Exposed ice was detected in small quantities in the Khumbu region, ranging from 0.2 % (Lhotse) to 1.4 % (Changri Nup) with an average of 0.6 % of the debris-covered areas (Table 5 and Fig. 9). Patches of supraglacial vegetation ranged from ∼0 % (Lhotse Nup Glacier) to 1.6 % (Gaunara Glacier), with an average of 0.5 % over the seven tongues (Table 5). Vegetation patches were found for several pixels corresponding to the lateral moraine of Ngozumpa Glacier, or larger patches at the terminus of Labeilang and Kazhenpu glaciers in China (Figs. 8 and 10). The supraglacial pond area in the Khumbu region in 2015 ranged from 0.9 % (Lhotse and Nuptse glaciers) to ∼3 % of the debris-covered area (Ngozumpa and Khumbu glaciers), with an average of 1.6 % over the seven debris-covered glacier tongues and glacier-by-glacier variability (Table 5). The larger water coverage for Ngozumpa and Khumbu glaciers is consistent with the presence of large supraglacial ponds at the terminus of these two glaciers shown on Fig. 6.
3.5.2 Himalaya domain
Here we consider patterns across the whole analysed mountain range and also compare and contrast conditions in the four regions highlighted in Fig. 1. Light debris is prevalent over the entire Himalayan domain, comprising almost 3 times the extent of dark debris (60.9 % vs. 23.8 %, respectively; Table 6). There is a slight regional variability in the occurrence of light debris, but all regions exhibit similar patterns in terms of the proportion of light and dark debris (Table 6). Glaciers in the western part of the Himalaya are mostly composed of supraglacial light debris (Fig. 8b and Table 6), which presumably reflects the nature of the underlying bedrock geology here (Searle et al., 1987).

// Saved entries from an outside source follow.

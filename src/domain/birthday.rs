//! Birthday value object.

use super::errors::ValidationError;
use chrono::{Datelike, NaiveDate};
use serde::{Deserialize, Deserializer, Serialize, Serializer};
use std::fmt;

/// Textual format birthdays are parsed from and rendered to.
const DATE_FORMAT: &str = "%d.%m.%Y";

/// A contact's birthday, parsed from the fixed `DD.MM.YYYY` format.
///
/// Construction fails on anything that is not a valid calendar date in
/// that format. The full date is retained, but only day-of-month and
/// month participate in the recurring-birthday computation; the year is
/// display-only.
///
/// # Example
///
/// ```
/// use contact_book::domain::Birthday;
///
/// let birthday = Birthday::parse("15.06.2020").unwrap();
/// assert_eq!(birthday.to_string(), "15.06.2020");
/// ```
#[derive(Debug, Clone, Copy, PartialEq, Eq, Hash)]
pub struct Birthday(NaiveDate);

impl Birthday {
    /// Parse a Birthday from a `DD.MM.YYYY` string.
    ///
    /// # Errors
    ///
    /// Returns `ValidationError::InvalidDate` if the input does not match
    /// the format or names an impossible calendar date.
    pub fn parse(value: &str) -> Result<Self, ValidationError> {
        NaiveDate::parse_from_str(value, DATE_FORMAT)
            .map(Self)
            .map_err(|_| ValidationError::InvalidDate(value.to_string()))
    }

    /// Get the underlying calendar date.
    pub fn date(&self) -> NaiveDate {
        self.0
    }

    /// Month component (1-12), used for scheduling.
    pub fn month(&self) -> u32 {
        self.0.month()
    }

    /// Day-of-month component (1-31), used for scheduling.
    pub fn day(&self) -> u32 {
        self.0.day()
    }
}

// Serde support - serialize in the same DD.MM.YYYY textual form
impl Serialize for Birthday {
    fn serialize<S>(&self, serializer: S) -> Result<S::Ok, S::Error>
    where
        S: Serializer,
    {
        self.to_string().serialize(serializer)
    }
}

// Serde support - deserialize from string with validation
impl<'de> Deserialize<'de> for Birthday {
    fn deserialize<D>(deserializer: D) -> Result<Self, D::Error>
    where
        D: Deserializer<'de>,
    {
        let s = String::deserialize(deserializer)?;
        Birthday::parse(&s).map_err(serde::de::Error::custom)
    }
}

// Display support
impl fmt::Display for Birthday {
    fn fmt(&self, f: &mut fmt::Formatter<'_>) -> fmt::Result {
        write!(f, "{}", self.0.format(DATE_FORMAT))
    }
}
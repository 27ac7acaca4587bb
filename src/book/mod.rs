//! The address book: an owning collection of contact records keyed by name.
//!
//! Also home of the upcoming-birthday query, which projects each stored
//! birthday onto the current (or next) year and selects the ones falling
//! inside a 7-day forward-looking window.

use crate::error::{AddressBookError, BookResult};
use crate::models::Record;
use chrono::{Datelike, Duration, Local, NaiveDate};
use serde::{Serialize, Serializer};
use std::collections::BTreeMap;
use tracing::debug;

/// Length of the forward-looking congratulation window, in days.
/// The window is inclusive on both ends.
const WINDOW_DAYS: i64 = 7;

/// A single entry of the upcoming-birthday query result.
#[derive(Debug, Clone, PartialEq, Eq, Serialize)]
pub struct UpcomingBirthday {
    /// Name of the contact to congratulate.
    pub name: String,

    /// The date the birthday falls on inside the window, serialized as
    /// `YYYY-MM-DD`.
    #[serde(serialize_with = "serialize_iso_date")]
    pub congratulation_date: NaiveDate,
}

fn serialize_iso_date<S>(date: &NaiveDate, serializer: S) -> Result<S::Ok, S::Error>
where
    S: Serializer,
{
    date.format("%Y-%m-%d").to_string().serialize(serializer)
}

/// An owning map from contact name to [`Record`], keys unique.
///
/// Created empty at process start and discarded at process end: there is
/// no persistence. Every entry's key equals its record's name.
///
/// Lookups via [`AddressBook::find`] return an `Option` so callers can
/// branch on absence (create vs update); [`AddressBook::delete`] treats
/// absence as an error because the caller named a record it expected to
/// exist. The asymmetry is deliberate.
#[derive(Debug, Clone, Default)]
pub struct AddressBook {
    records: BTreeMap<String, Record>,
}

impl AddressBook {
    /// Create an empty address book.
    pub fn new() -> Self {
        Self::default()
    }

    /// Number of records in the book.
    pub fn len(&self) -> usize {
        self.records.len()
    }

    /// True when the book holds no records.
    pub fn is_empty(&self) -> bool {
        self.records.is_empty()
    }

    /// Insert `record` under its own name, replacing any existing entry.
    ///
    /// Last write wins: adding a record for an existing name silently
    /// overwrites it. This is the create-or-replace contract.
    pub fn add_record(&mut self, record: Record) {
        let name = record.name().as_str().to_string();
        debug!(name = %name, "adding record");
        self.records.insert(name, record);
    }

    /// Look up the record for `name`, if present.
    pub fn find(&self, name: &str) -> Option<&Record> {
        self.records.get(name)
    }

    /// Look up the record for `name` for mutation, if present.
    pub fn find_mut(&mut self, name: &str) -> Option<&mut Record> {
        self.records.get_mut(name)
    }

    /// Remove the record for `name`.
    ///
    /// # Errors
    ///
    /// Returns `AddressBookError::RecordNotFound` if no record exists
    /// under `name`.
    pub fn delete(&mut self, name: &str) -> BookResult<()> {
        match self.records.remove(name) {
            Some(_) => {
                debug!(name = %name, "deleted record");
                Ok(())
            }
            None => Err(AddressBookError::RecordNotFound(name.to_string())),
        }
    }

    /// Iterate over all records.
    pub fn iter(&self) -> impl Iterator<Item = &Record> {
        self.records.values()
    }

    /// Records with a birthday falling within the next 7 days of the
    /// local calendar date.
    pub fn upcoming_birthdays(&self) -> Vec<UpcomingBirthday> {
        self.upcoming_birthdays_from(Local::now().date_naive())
    }

    /// Records with a birthday falling within the inclusive window
    /// `[today, today + 7 days]`.
    ///
    /// Each stored birthday is projected onto `today`'s year; if that
    /// projection already passed, onto the next year, so the search
    /// always looks forward. Results are sorted ascending by
    /// congratulation date. Feb 29 birthdays are observed on March 1
    /// in non-leap target years.
    pub fn upcoming_birthdays_from(&self, today: NaiveDate) -> Vec<UpcomingBirthday> {
        let window_end = today + Duration::days(WINDOW_DAYS);
        let mut result: Vec<UpcomingBirthday> = Vec::new();

        for record in self.records.values() {
            let Some(birthday) = record.birthday() else {
                continue;
            };

            let mut candidate = project_onto_year(birthday.month(), birthday.day(), today.year());
            if candidate < today {
                candidate = project_onto_year(birthday.month(), birthday.day(), today.year() + 1);
            }

            if today <= candidate && candidate <= window_end {
                result.push(UpcomingBirthday {
                    name: record.name().as_str().to_string(),
                    congratulation_date: candidate,
                });
            }
        }

        // Stable sort: ties keep the book's name order.
        result.sort_by_key(|entry| entry.congratulation_date);
        debug!(count = result.len(), "upcoming birthday query");
        result
    }
}

/// Place a recurring (month, day) onto `year`. Feb 29 is the only pair
/// that can miss; it maps to March 1 of the same year.
fn project_onto_year(month: u32, day: u32, year: i32) -> NaiveDate {
    NaiveDate::from_ymd_opt(year, month, day)
        .unwrap_or_else(|| NaiveDate::from_ymd_opt(year, 3, 1).unwrap_or_default())
}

We detected a higher percent coverage of clean ice/snow within the debris-covered area for the entire range (5.6 % of the debris) with respect to the reference Khumbu domain (0.6 % on average) (Table 6). At the date of the analysis (September to October 2015), some of the debris-covered glaciers in the eastern part (Bhutan) exhibited snow on the upper parts of the supraglacial debris, perhaps due to early snowfalls common in this area at this time of the year.
Cloud coverage amounted to 45 km2 (2.0 % of the debris-covered area) over the entire range, with less coverage in the Lahaul–Spiti and Khumbu regions (1.6 % and 0.6 %, respectively) compared to the Bhutan domain (6 %).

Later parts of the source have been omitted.